| If
there is an underlying unity to the exceptional stylistic diversity
of Tim Goulding's work as a painter it surely has to do with his
experience of nature, and specifically his continuing source of
inspiration--his home on the wild and remote Beara Peninsula in
West Cork. The fact that landscape, and in a wider sense, nature
is usually at the heart of his work is beyond question.
Aidan
Dunne. World of Hibernia. Winter 2000.
Tim
has also explored it [Beara] in less obvious, less picturesque ways
, and picked up on the regenerative symbolism of the practical but
ritualistic activity of burning the gorse on the mountains, descending
deep into the disused copper mines in the mountains behind the village,
and looking closely at the worlds in miniature formed by the elements
working inexorably on the fine-grained, weather-beaten landscape
of stone and lichens. These are his subjects in works that could
be interpreted as abstract, and to an extent are so, without severing
an essential link to the textures and processes of nature.
Aidan
Dunne. World of Hibernia. Winter 2000 ,
THE
HEARTLAND SERIES
While
the the themes of his paintings vary, and he experiments now and
then with technique, he has developed a compelling style which can
rise with a swell into realism, and sudside again into abstraction
without losing it's consistency: and can be seen as the natural
succession in Irish Art to the work of George Russell in that it
represents an inner landscape at the same time as being true to
what is visible to the eye.
Hilary Pyle, Irish Times. 1989
STONE
CIRCLE SERIES
The
megaliths and stone circles, painted in pale greys and greens are
a surge back into the past, uniting the painter's present day world
with that of a mysterious history. The circles are not sharply defined,
the megaliths are lichen-encrusted, subjecting them to the warmth
of time where humankind has left it's mark, possessing, for a brief
period, the earth which Goulding colours to our inner eye.
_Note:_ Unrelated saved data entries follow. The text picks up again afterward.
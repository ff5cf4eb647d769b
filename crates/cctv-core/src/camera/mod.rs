//! Camera backends and device discovery.
//!
//! A [`CameraBackend`] knows how to open a device by index; the returned
//! [`FrameSource`] is owned by the capture worker and releases the device on
//! drop.

mod test_pattern;
#[cfg(feature = "v4l")]
mod v4l;

pub use test_pattern::TestPatternBackend;
#[cfg(feature = "v4l")]
pub use self::v4l::V4lBackend;

use std::sync::Arc;

use chrono::{DateTime, Local};
use image::RgbImage;

use crate::config::{BackendKind, CameraConfig};
use crate::error::Result;

/// A decoded RGB frame together with its capture time.
#[derive(Debug, Clone)]
pub struct Frame {
    pub image: RgbImage,
    pub captured_at: DateTime<Local>,
}

impl Frame {
    pub fn new(image: RgbImage) -> Self {
        Self {
            image,
            captured_at: Local::now(),
        }
    }
}

#[derive(Debug, Clone, Copy, PartialEq, Eq)]
pub struct CaptureSettings {
    pub width: u32,
    pub height: u32,
    pub fps: u32,
    pub buffers: u32,
}

impl Default for CaptureSettings {
    fn default() -> Self {
        Self::from(&CameraConfig::default())
    }
}

impl From<&CameraConfig> for CaptureSettings {
    fn from(cfg: &CameraConfig) -> Self {
        Self {
            width: cfg.width,
            height: cfg.height,
            fps: cfg.fps.max(1),
            buffers: cfg.buffers,
        }
    }
}

/// An open camera. Dropping it releases the device.
pub trait FrameSource: Send {
    /// Block until the next frame is available.
    fn read_frame(&mut self) -> Result<Frame>;

    fn index(&self) -> u32;
}

pub trait CameraBackend: Send + Sync {
    fn name(&self) -> &'static str;

    fn open(&self, index: u32, settings: &CaptureSettings) -> Result<Box<dyn FrameSource>>;

    /// Open the device, grab one frame and release it again.
    fn probe(&self, index: u32) -> bool {
        let settings = CaptureSettings::default();
        match self.open(index, &settings) {
            Ok(mut source) => source.read_frame().is_ok(),
            Err(_) => false,
        }
    }
}

/// Indexes in `0..scan_limit` that open and deliver a frame.
pub fn available_cameras(backend: &dyn CameraBackend, scan_limit: u32) -> Vec<u32> {
    let found: Vec<u32> = (0..scan_limit)
        .filter(|&index| backend.probe(index))
        .collect();
    tracing::debug!(backend = backend.name(), ?found, "camera scan finished");
    found
}

/// Construct the backend selected in the camera config.
pub fn backend_for(cfg: &CameraConfig) -> Result<Arc<dyn CameraBackend>> {
    match cfg.backend {
        BackendKind::TestPattern => Ok(Arc::new(TestPatternBackend::new(
            cfg.test_pattern_devices.clone(),
        ))),
        #[cfg(feature = "v4l")]
        BackendKind::V4l => Ok(Arc::new(V4lBackend)),
        #[cfg(not(feature = "v4l"))]
        BackendKind::V4l => Err(crate::error::CctvError::BackendUnavailable(
            cfg.backend.to_string(),
        )),
    }
}
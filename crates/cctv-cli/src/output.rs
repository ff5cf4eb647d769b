use serde::Serialize;

pub fn print_json<T: Serialize>(value: &T) -> anyhow::Result<()> {
    let json = serde_json::to_string_pretty(value)?;
    println!("{}", json);
    Ok(())
}

pub fn print_table(headers: &[&str], rows: Vec<Vec<String>>) {
    let mut widths: Vec<usize> = headers.iter().map(|h| h.len()).collect();
    for row in &rows {
        for (i, cell) in row.iter().enumerate() {
            if i < widths.len() {
                widths[i] = widths[i].max(cell.chars().count());
            }
        }
    }

    let header_row: Vec<String> = headers
        .iter()
        .enumerate()
        .map(|(i, h)| format!("{:width$}", h, width = widths[i]))
        .collect();
    println!("{}", header_row.join("  ").trim_end());

    let sep: Vec<String> = widths.iter().map(|&w| "-".repeat(w)).collect();
    println!("{}", sep.join("  "));

    for row in &rows {
        let cells: Vec<String> = row
            .iter()
            .enumerate()
            .map(|(i, cell)| {
                let w = widths.get(i).copied().unwrap_or(0);
                format!("{:width$}", cell, width = w)
            })
            .collect();
        println!("{}", cells.join("  ").trim_end());
    }
}
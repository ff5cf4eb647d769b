use cctv_core::config::WarnLevel;
use std::path::Path;

use super::{load_config, parse_backend};

/// Command-line overrides applied on top of the config file.
pub struct Overrides {
    pub host: Option<String>,
    pub port: Option<u16>,
    pub backend: Option<String>,
}

pub fn run(config_path: &Path, overrides: Overrides, open_browser: bool) -> anyhow::Result<()> {
    let mut config = load_config(config_path)?;
    if let Some(host) = overrides.host {
        config.server.host = host;
    }
    if let Some(port) = overrides.port {
        config.server.port = port;
    }
    if let Some(backend) = overrides.backend.as_deref() {
        config.camera.backend = parse_backend(backend)?;
    }

    let warnings = config.validate();
    for w in &warnings {
        match w.level {
            WarnLevel::Warning => tracing::warn!("{}", w.message),
            WarnLevel::Error => tracing::error!("{}", w.message),
        }
    }
    if warnings.iter().any(|w| w.level == WarnLevel::Error) {
        anyhow::bail!("config validation found errors; run `cctv config check`");
    }

    tracing::info!(
        config = %config_path.display(),
        backend = %config.camera.backend,
        "starting cctv"
    );

    let rt = tokio::runtime::Runtime::new()?;
    rt.block_on(cctv_server::serve(config, open_browser))
}
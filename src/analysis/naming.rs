//! Property names for annotated members, and the checks that decide whether
//! a generated property can be emitted under its name.

use rustc_hash::FxHashSet;
use smol_str::SmolStr;

use super::diagnostics::Diagnostic;
use super::policy::Outcome;
use crate::config::NamingOptions;
use crate::model::{AnnotatedKind, AnnotatedMember, TypeDescriptor};

/// An annotated member together with the property it stands for.
#[derive(Clone, Debug, PartialEq, Eq)]
pub struct NamedMember<'a> {
    pub member: &'a AnnotatedMember,
    /// Declaration index among the type's annotated members.
    pub index: usize,
    /// Name of the property: generated, hand-written or inferred.
    pub property: SmolStr,
    /// The generator emits this property.
    pub generated: bool,
}

/// Whether `name` can be used as an identifier.
pub fn is_identifier(name: &str) -> bool {
    let mut chars = name.chars();
    match chars.next() {
        Some(first) if first == '_' || unicode_ident::is_xid_start(first) => {
            chars.all(unicode_ident::is_xid_continue)
        }
        _ => false,
    }
}

/// Name every annotated member of `ty` and drop generated properties whose
/// name cannot be used.
///
/// Returned members keep declaration order.
pub fn name_members<'a>(
    ty: &'a TypeDescriptor,
    naming: &NamingOptions,
) -> (Vec<NamedMember<'a>>, Vec<Diagnostic>) {
    let mut named = Vec::with_capacity(ty.annotated.len());
    let mut diagnostics = Vec::new();
    let mut generated_names: FxHashSet<SmolStr> = FxHashSet::default();

    for (index, member) in ty.annotated.iter().enumerate() {
        let (property, generated) = match (member.kind, &member.notify) {
            (AnnotatedKind::Property, _) => (member.name.clone(), false),
            (AnnotatedKind::Field, None) => (naming.property_name(&member.name), false),
            (AnnotatedKind::Field, Some(notify)) => {
                let property = notify
                    .name
                    .clone()
                    .unwrap_or_else(|| naming.property_name(&member.name));

                let rejected = if !is_identifier(&property) {
                    Some(Outcome::PropertyNameInvalid {
                        annotation: notify.location,
                    })
                } else if property == member.name {
                    Some(Outcome::PropertyNameSameAsField {
                        field: member.location,
                    })
                } else if generated_names.contains(&property)
                    || ty.declares_member_named(&property).is_some()
                {
                    Some(Outcome::PropertyNameCollision {
                        field: member.location,
                    })
                } else {
                    None
                };

                if let Some(outcome) = rejected {
                    tracing::debug!(
                        field = %member.name,
                        %property,
                        ?outcome,
                        "property not emitted"
                    );
                    diagnostics.push(outcome.diagnostic());
                    continue;
                }

                generated_names.insert(property.clone());
                (property, true)
            }
        };

        named.push(NamedMember {
            member,
            index,
            property,
            generated,
        });
    }

    (named, diagnostics)
}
Kate Robinson, Sunday Independent
SONGS
OF THE EARTH
Gouldings
perceptions unite person and earth within the same sphere ,so these
paintings can be seen as metaphor or interpretation of emotions
that flow through and invigorate life itself while hinting at destructive
forces which are an intrinsic element in the processes of creation.
Kate Robinson
He
leaves himself open to chance and change like a house with a door
left open to whoever might be passing on the road...He is one of
our finest artists.
Sean
Dunne, the late poet
FACING
DARKNESS SEEING LIGHT
The body of work in 'Facing Darkness Seeing Light' sees Goulding
poised elegantly between realism and abstraction. On the one hand
we have the seemingly pure abstraction of textured patterns, on
the other the reality of a subterranean world pierced by shafts
of light. For these paintings are set inside an abandoned copper
mine lit by small fires and complicated arrangements of mirrors.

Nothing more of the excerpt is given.